· I'm running Roon Rock on a TNTGL357 NUC 11th gen i3 4GB RAM. It was hanging every 10-30 days. I found a 2025 BIOS update and now it hangs every 2 days. I don't believe it is overheating. Is this common? Anything I can do before replacing it? Thanks
Thanks for reaching out. When you say that it is hanging, can you please be more precise regarding the symptoms? Does music playback suddently stop? Do you see “Waiting for your Roon Server” error anything similar? Can you note the exact local time + date when the next hang occurs? We’ll enable diagnostics for your account and see if there are any specific errors around that timestamp. Thanks!
For the Web page I get the message, “This site can’t be reached” 192.168.1.200 refused to connect. In the app on Windows it says “Oh oh, something’s not right” Make sure server is on and you are connected to the same network. I have to hold the power button on the NUC for 10 seconds to turn it off. Boots back up fine. Seems to me like the Web server service is hanging on the NUC
How many tracks do you have in your library. If RoonServer runs out of memory it just crashes without warning. So, it could be a sign you running into memory issues.

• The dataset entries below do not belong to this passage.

//! List-style content – bullet points, auto-numbered headings, and
//! checkbox rows.
//!
//! Each helper normalises its inputs into a [`ListItem`] and places it in
//! the tree. Helpers that take an optional parent are silent no-ops when no
//! parent is supplied; the item is built and dropped, matching the
//! fire-and-forget call style of report templates that conditionally omit
//! whole blocks.

use crate::defaults;
use crate::document::Document;
use crate::error::Result;
use crate::style::TextStyle;
use crate::tree::{Cell, CellContent, ListItem, ListMarker, Table, TableId, TextRun};

/// "Yes" or "No" for boolean answers rendered as text.
pub fn yes_no(value: bool) -> &'static str {
    if value {
        defaults::YES_VALUE
    } else {
        defaults::NO_VALUE
    }
}

/// A checked-box list item: the tick glyph with no trailing text.
pub(crate) fn check_box_item() -> ListItem {
    ListItem {
        marker: ListMarker::Glyph {
            glyph: defaults::CHECK_BOX_GLYPH.to_string(),
            offset: defaults::CHECK_BOX_OFFSET,
            font_size: defaults::HEADING_TWO_FONT_SIZE,
        },
        content: String::new(),
        level: defaults::DEFAULT_STYLE_LEVEL,
        style: TextStyle::new(defaults::ARIAL_FONT, defaults::HEADING_TWO_FONT_SIZE),
    }
}

impl Document {
    /// Add a bullet point to `parent`. The glyph defaults to the round
    /// bullet; callers may substitute any single-character marker. Without
    /// a parent the call is a silent no-op.
    pub fn create_bullet_point_style(
        &mut self,
        description: &str,
        bullet_style: Option<&str>,
        level: u8,
        parent: Option<TableId>,
    ) -> Result<()> {
        let item = ListItem {
            marker: ListMarker::Glyph {
                glyph: bullet_style
                    .filter(|s| !s.is_empty())
                    .unwrap_or(defaults::DEFAULT_BULLET_STYLE)
                    .to_string(),
                offset: defaults::BULLET_POINT_OFFSET,
                font_size: defaults::BULLET_POINT_FONT_SIZE,
            },
            content: description.to_string(),
            level,
            style: TextStyle::new(defaults::ARIAL_FONT, defaults::HEADING_TWO_FONT_SIZE),
        };

        let Some(parent) = parent else {
            log::debug!("bullet point without a parent table, dropping");
            return Ok(());
        };
        self.table(parent)?;
        let row = self.add_row(parent)?;
        let text = self.row(row)?.default_text.clone();
        self.push_cell(row, Cell::new(CellContent::ListItem(item), text))?;
        Ok(())
    }

    /// Add an auto-numbered line ("1.", "2.", …) to `parent`. The item gets
    /// its own single-cell table hosted in a span-two cell, so the label
    /// column never disturbs the parent grid. Numbering restarts for every
    /// call; a run of consecutive numbers needs a single backend list scope,
    /// which each hosting table provides.
    pub fn create_numbered_style(
        &mut self,
        description: &str,
        parent: TableId,
        level: u8,
    ) -> Result<()> {
        let item = ListItem {
            marker: ListMarker::AutoNumber {
                suffix: ".".to_string(),
            },
            content: description.to_string(),
            level,
            style: TextStyle::new(defaults::ARIAL_FONT, defaults::HEADING_TWO_FONT_SIZE),
        };

        let host = self.alloc_table(Table::new(defaults::COLUMN_SPAN_FOUR_WIDTH));
        let host_row = self.add_row(host)?;
        let text = self.row(host_row)?.default_text.clone();
        self.push_cell(host_row, Cell::new(CellContent::ListItem(item), text))?;

        let row = self.add_row(parent)?;
        let text = self.row(row)?.default_text.clone();
        let mut cell = Cell::new(CellContent::Table(host), text);
        cell.column_span = defaults::DEFAULT_NESTED_COLUMN_SPAN;
        self.push_cell(row, cell)?;
        Ok(())
    }

    /// Add a bold label with a ticked checkbox beside it, as a two-column
    /// table hosted in a fresh row+cell of `parent`. Without a parent the
    /// call is a silent no-op.
    pub fn create_label_with_check_box(
        &mut self,
        label: &str,
        column_widths: Option<&str>,
        parent: Option<TableId>,
    ) -> Result<()> {
        let Some(parent) = parent else {
            log::debug!("label with checkbox without a parent table, dropping");
            return Ok(());
        };
        self.table(parent)?;

        let widths = column_widths
            .filter(|s| !s.is_empty())
            .unwrap_or(defaults::CHECK_BOX_COLUMN_WIDTHS);
        let table = self.alloc_table(Table::new(widths));
        let row = self.add_row(table)?;

        let style = TextStyle::new(defaults::ARIAL_FONT, defaults::HEADING_TWO_FONT_SIZE).bold();
        let mut label_cell = Cell::new(
            CellContent::Text(TextRun::new(label, style.clone())),
            style.clone(),
        );
        label_cell.padding = Some(defaults::INNER_PADDING);
        self.push_cell(row, label_cell)?;

        let mut box_cell = Cell::new(CellContent::ListItem(check_box_item()), style);
        box_cell.padding = Some(defaults::INNER_PADDING);
        self.push_cell(row, box_cell)?;

        let parent_row = self.add_row(parent)?;
        let text = self.row(parent_row)?.default_text.clone();
        self.push_cell(parent_row, Cell::new(CellContent::Table(table), text))?;
        Ok(())
    }
}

Thanks for the additional information! The next time you experience this issue, could you jot down the date and time?
From there, we’ll enable diagnostics on your Roon Server to take a closer look at what might be happening behind the scenes.

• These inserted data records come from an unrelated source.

// ---------------------------------------------------------------------------
// Builders
// ---------------------------------------------------------------------------

impl Document {
    /// Append an unbreakable data row with the standard inner-table shading.
    pub fn create_inner_table_row(
        &mut self,
        table: TableId,
        parent_padding: Option<Padding>,
        vertical_alignment: VerticalAlignment,
        background: Option<Color>,
        with_border: bool,
    ) -> Result<RowId> {
        let id = self.add_row(table)?;
        let row = self.row_mut(id)?;
        row.default_cell_padding = Some(parent_padding.unwrap_or(defaults::INNER_PADDING));
        row.vertical_alignment = vertical_alignment;
        row.is_broken = false;
        row.background = Some(resolve(background, defaults::INNER_TABLE_COLOR));
        if with_border {
            row.default_cell_border = Some(Border::all());
        }
        Ok(id)
    }

    /// Populate a data row from display-cell descriptors. The row is marked
    /// unbreakable and restyled from `style` before any cell is added.
    pub fn create_inner_table_item_cells(
        &mut self,
        row: RowId,
        style: &RowStyle,
        cells: &[DisplayCell],
    ) -> Result<()> {
        {
            let target = self.row_mut(row)?;
            target.is_broken = false;
            target.background = Some(resolve(style.background, defaults::INNER_TABLE_COLOR));
            target.default_text.color = resolve(style.text_color, defaults::GREY_COLOR);
            target.default_text.font_name = style
                .font_name
                .clone()
                .unwrap_or_else(|| defaults::ARIAL_FONT.to_string());
            target.default_text.font_size = style.font_size.unwrap_or(defaults::BODY_FONT_SIZE);
            target.default_alignment = style.alignment;
            target.vertical_alignment = style.vertical_alignment;
            target.default_cell_padding = Some(style.padding.unwrap_or(defaults::INNER_PADDING));
            if let Some(height) = style.fixed_row_height {
                target.fixed_height = Some(height);
            }
        }

        for item in cells {
            let cell = self.add_item_cell(row, style, item)?;
            self.apply_display_flags(cell, item)?;
        }
        Ok(())
    }

    fn add_item_cell(
        &mut self,
        row: RowId,
        style: &RowStyle,
        item: &DisplayCell,
    ) -> Result<CellId> {
        if let Some(area) = &item.text_area {
            return self.create_text_area_cell_in_row(
                row,
                &item.content,
                area.padding,
                style.vertical_alignment,
                style.alignment,
                area.with_rounded_corners,
                area.with_border,
            );
        }

        let default_text = self.row(row)?.default_text.clone();
        let content = if let Some(table) = item.table {
            CellContent::Table(table)
        } else if item.is_check_box {
            if item.is_checked {
                CellContent::ListItem(crate::lists::check_box_item())
            } else {
                // The cross glyph sits outside WinAnsi, so it needs the
                // unicode font regardless of the row default.
                let mut style = default_text.clone();
                style.font_name = defaults::ARIAL_UNICODE_FONT.to_string();
                style.is_unicode = true;
                CellContent::Text(TextRun::new(defaults::CROSS_LABEL, style))
            }
        } else if item.content.is_empty() {
            CellContent::Empty
        } else {
            let mut style = default_text.clone();
            style.is_unicode = true;
            CellContent::Text(TextRun::new(&item.content, style))
        };

        self.push_cell(row, Cell::new(content, default_text))
    }

    /// Apply descriptor flags to one finished cell, in the fixed order.
    fn apply_display_flags(&mut self, id: CellId, item: &DisplayCell) -> Result<()> {
        let cell = self.cell_mut(id)?;
        if !item.border.is_none() {
            cell.border = Some(Border::new(item.border));
        }
        if let Some(color) = item.color {
            cell.text.color = color;
        }
        if item.need_cell_border {
            cell.border = Some(Border::all());
        }
        if item.is_date || item.is_centralized {
            cell.alignment = Some(Alignment::Center);
        }
        if item.is_total {
            cell.text.font_name = defaults::ARIAL_FONT.to_string();
            cell.text.is_bold = true;
        }
        if item.is_currency {
            cell.alignment = Some(Alignment::Right);
            cell.vertical_alignment = Some(VerticalAlignment::Center);
        }
        if let Some(background) = item.background {
            cell.background = Some(background);
        }
        if item.is_header {
            cell.background = Some(defaults::HEADER_BACKGROUND_COLOR);
            cell.text.color = Color::WHITE;
            cell.text.font_name = defaults::ARIAL_FONT.to_string();
            cell.text.font_size = defaults::HEADING_THREE_FONT_SIZE;
            cell.text.is_bold = true;
        }
        if item.is_empty {
            cell.background = Some(defaults::LIGHT_GRAY_COLOR);
        }

        cell.column_span = item.column_span.max(defaults::DEFAULT_COLUMN_SPAN);
        cell.row_span = item.row_span.max(defaults::DEFAULT_ROW_SPAN);
        Ok(())
    }

    /// Append one header-styled cell (blue background, white bold text) to a
    /// row. The row is marked unbreakable so a page break never separates a
    /// header from its first data row.
    pub fn create_inner_table_header_cell(
        &mut self,
        row: RowId,
        header: &HeaderCell,
    ) -> Result<CellId> {
        self.row_mut(row)?.is_broken = false;

        let mut style = TextStyle::new(defaults::ARIAL_FONT, defaults::BODY_FONT_SIZE)
            .bold()
            .colored(Color::WHITE);
        style.is_unicode = true;

        let mut cell = Cell::new(
            CellContent::Text(TextRun::new(&header.content, style.clone())),
            style,
        );
        cell.padding = Some(defaults::INNER_PADDING);
        cell.background = Some(resolve(header.background, defaults::HEADER_BACKGROUND_COLOR));
        cell.is_no_border = header.is_no_border;
        if header.is_centralized {
            cell.alignment = Some(Alignment::Center);
        }
        if !header.border.is_none() {
            cell.border = Some(Border::new(header.border));
        }
        if header.row_span > 0 {
            cell.row_span = header.row_span;
        }
        self.push_cell(row, cell)
    }

    /// Append one header-styled cell per descriptor, left to right.
    pub fn create_inner_table_header_cells(
        &mut self,
        row: RowId,
        headers: &[HeaderCell],
    ) -> Result<()> {
        for header in headers {
            self.create_inner_table_header_cell(row, header)?;
        }
        Ok(())
    }

    /// Append a page-heading row to an outer table: a single spanning cell
    /// with large bold text in the header color.
    pub fn create_outer_table_row_heading(
        &mut self,
        table: TableId,
        title: &str,
        column_span: Option<usize>,
        padding: Option<Padding>,
        use_spacing: bool,
    ) -> Result<CellId> {
        let row = self.add_row(table)?;
        let mut style = TextStyle::new(defaults::ARIAL_FONT, defaults::HEADING_ONE_FONT_SIZE)
            .bold()
            .colored(defaults::HEADER_BACKGROUND_COLOR);
        if use_spacing {
            style.line_spacing = defaults::DEFAULT_LINE_SPACING;
        }

        let mut cell = Cell::new(
            CellContent::Text(TextRun::new(title, style.clone())),
            style,
        );
        cell.column_span = column_span.unwrap_or(defaults::DEFAULT_HEADER_COLUMN_SPAN);
        cell.padding = padding;
        self.push_cell(row, cell)
    }

    /// Append a bold grey label and its description to an outer-table row.
    #[allow(clippy::too_many_arguments)]
    pub fn create_outer_table_row_cells(
        &mut self,
        row: RowId,
        title: &str,
        description: &str,
        padding: Option<Padding>,
        description_alignment: Alignment,
        use_spacing: bool,
    ) -> Result<(CellId, CellId)> {
        let base = self.row(row)?.default_text.clone();
        let spacing = if use_spacing {
            defaults::DEFAULT_LINE_SPACING
        } else {
            base.line_spacing
        };

        let mut label_style = base.clone();
        label_style.color = defaults::GREY_COLOR;
        label_style.font_size = defaults::HEADING_TWO_FONT_SIZE;
        label_style.is_bold = true;
        label_style.line_spacing = spacing;
        let mut label = Cell::new(
            CellContent::Text(TextRun::new(title, label_style.clone())),
            label_style,
        );
        label.padding = padding;

        let mut description_style = base;
        description_style.font_name = defaults::ARIAL_FONT.to_string();
        description_style.font_size = defaults::HEADING_TWO_FONT_SIZE;
        description_style.color = defaults::GREY_COLOR;
        description_style.line_spacing = spacing;
        let mut body = Cell::new(
            CellContent::Text(TextRun::new(description, description_style.clone())),
            description_style,
        );
        body.alignment = Some(description_alignment);
        body.padding = padding;

        let label_id = self.push_cell(row, label)?;
        let body_id = self.push_cell(row, body)?;
        Ok((label_id, body_id))
    }

    /// Stack several description lines in one bordered, shaded cell by
    /// nesting a single-column table inside it.
    pub fn create_nested_inner_table_cell(
        &mut self,
        row: RowId,
        descriptions: &[&str],
        font_name: &str,
        font_size: f32,
        parent_padding: Option<Padding>,
    ) -> Result<CellId> {
        let text = resolve_text(
            &TextOverride::font(font_name, font_size),
            &TextStyle::new(defaults::ARIAL_FONT, defaults::BODY_FONT_SIZE),
        );
        let mut table = crate::tree::Table::new("");
        table.default_text = text.clone();
        let id = self.alloc_table(table);
        for description in descriptions {
            let line = self.add_row(id)?;
            let style = text.clone();
            self.push_cell(
                line,
                Cell::new(CellContent::Text(TextRun::new(description, style.clone())), style),
            )?;
        }

        let default_text = self.row(row)?.default_text.clone();
        let mut host = Cell::new(CellContent::Table(id), default_text);
        host.border = Some(Border::all());
        host.padding = Some(parent_padding.unwrap_or(defaults::INNER_PADDING));
        host.background = Some(defaults::INNER_TABLE_COLOR);
        self.push_cell(row, host)
    }

    /// Build a bordered label/value pair as a nested table hosted in a
    /// span-two cell of `table`. Returns the nested table.
    pub fn create_inner_table_label_value_row(
        &mut self,
        table: TableId,
        column_widths: &str,
        label: RowLabel<'_>,
        description: &str,
        padding: Option<Padding>,
    ) -> Result<TableId> {
        let body = TextStyle::new(defaults::ARIAL_FONT, defaults::BODY_FONT_SIZE);
        let mut nested = crate::tree::Table::new(column_widths);
        nested.default_text = body.clone();
        nested.default_cell_border = Some(Border::all());
        nested.default_cell_padding = Some(defaults::INNER_PADDING);
        nested.background = Some(defaults::INNER_TABLE_COLOR);
        let nested_id = self.alloc_table(nested);

        let row = self.add_row(nested_id)?;
        match label {
            RowLabel::Emphasised {
                lead,
                underlined,
                trail,
            } => {
                let bold = body.clone().bold();
                let mut underline = bold.clone();
                underline.is_underline = true;
                let segments = vec![
                    Segment {
                        content: lead.to_string(),
                        style: bold.clone(),
                    },
                    Segment {
                        content: underlined.to_string(),
                        style: underline,
                    },
                    Segment {
                        content: trail.to_string(),
                        style: bold,
                    },
                ];
                self.push_cell(row, Cell::new(CellContent::Segments(segments), body.clone()))?;
            }
            RowLabel::Plain(text) => {
                let bold = body.clone().bold();
                self.push_cell(
                    row,
                    Cell::new(CellContent::Text(TextRun::new(text, bold.clone())), bold),
                )?;
            }
        }
        let mut value = Cell::new(
            CellContent::Text(TextRun::new(description, body.clone())),
            body,
        );
        value.vertical_alignment = Some(VerticalAlignment::Center);
        self.push_cell(row, value)?;

        let parent_row = self.add_row(table)?;
        let default_text = self.row(parent_row)?.default_text.clone();
        let mut host = Cell::new(CellContent::Table(nested_id), default_text);
        host.column_span = defaults::DEFAULT_NESTED_COLUMN_SPAN;
        host.padding = padding;
        self.push_cell(parent_row, host)?;
        Ok(nested_id)
    }

    /// Build a titled single-column data table from plain description lines:
    /// one header row plus one shaded row per description. With no
    /// descriptions the call is a silent no-op and nothing is created.
    #[allow(clippy::too_many_arguments)]
    pub fn create_simple_three_column_inner_table(
        &mut self,
        section: crate::tree::SectionId,
        descriptions: &[&str],
        column_widths: Option<&str>,
        title: &str,
        parent: Option<TableId>,
        parent_padding: Option<Padding>,
        opts: crate::table::TableOptions,
    ) -> Result<Option<TableId>> {
        if descriptions.is_empty() {
            log::debug!("no reference data supplied, skipping table '{title}'");
            return Ok(None);
        }

        let table = self.create_inner_table(
            section,
            column_widths.unwrap_or(defaults::COLUMN_SPAN_THREE_WIDTH),
            parent,
            BorderSide::All,
            "",
            0.0,
            Alignment::Left,
            None,
            opts,
        )?;

        let style = RowStyle {
            padding: parent_padding,
            ..RowStyle::default()
        };
        let header_row = self.create_inner_table_row(
            table,
            parent_padding,
            VerticalAlignment::Top,
            None,
            false,
        )?;
        self.create_inner_table_item_cells(header_row, &style, &[DisplayCell::header(title)])?;

        for description in descriptions {
            let row = self.add_row(table)?;
            self.create_inner_table_item_cells(row, &style, &[DisplayCell::text(description)])?;
        }
        Ok(Some(table))
    }
}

The fact that it requires a hard 10-second power button reset suggests the kernel has panicked or the hardware has entered a “deep sleep” state it can’t wake from.
Disable C-States: In the BIOS, look for "Power" or "Advanced" settings and disable CPU C-States. This prevents the CPU from entering low-power modes that often cause hangs on Linux-based systems like ROCK.
Intel SpeedStep/Speed Shift: Try disabling these to keep the clock speed consistent.
Legacy Boot vs. UEFI: Ensure your BIOS is still set to the mode Roon recommends for your specific build (typically UEFI for 11th Gen).
You mentioned you are hitting 192.168.1.200. Is this IP reserved in your router's DHCP table? If not, another device might be trying to claim that IP every couple of days, causing a network collision that freezes the service.
My money is on Ethernet driver lockup. IIRC the Nuc11 had issues here with the Intel I225-V. The bios update could have made it worse. I believe they replaced it with the V2.
May be able to work around this in the Bios. Look for anything mentioning ASPM (Active State Power Management) or PCIe Power Management and try disabling it there.
Ideally we need pcie_aspm=off which is a Linux kernel boot parameter, which on a normal Linux system you’d add to the GRUB config line. Since you can’t do that on ROCK, checking the Bios is all you can do.
Another way to confirm this to buy a USB to Ethernet dongle. Most I’ve tried worked with Rock.
Thanks Mr. Flibble. The PCIe ASPM Support was already disabled. That was a good thought. I think I have a ENET dongle here somewhere. I did find a Belkin dongle that worked with the NUC. I’m going to try it next time I get a kernel panic or the internal nic goes to sleep.
So it’s 2 1/2 days and still up. I bought a USB 3.0 Gbit dongle from Amazon (TP-Link UE306 $10) but didn’t try it yet. Just disabled the SpeedStep and Turbo CPU options so far.
Thanks for the update here and thank you @Mr.Flibble for your thoughts as well. Certainly keep us in the loop how things perform over the next few days as well.
It made it six+ days then I had a home power failure. This time I have loaded some more ripped CDs which would usually trigger a crash within a couple days prior to me upgrading the BIOS.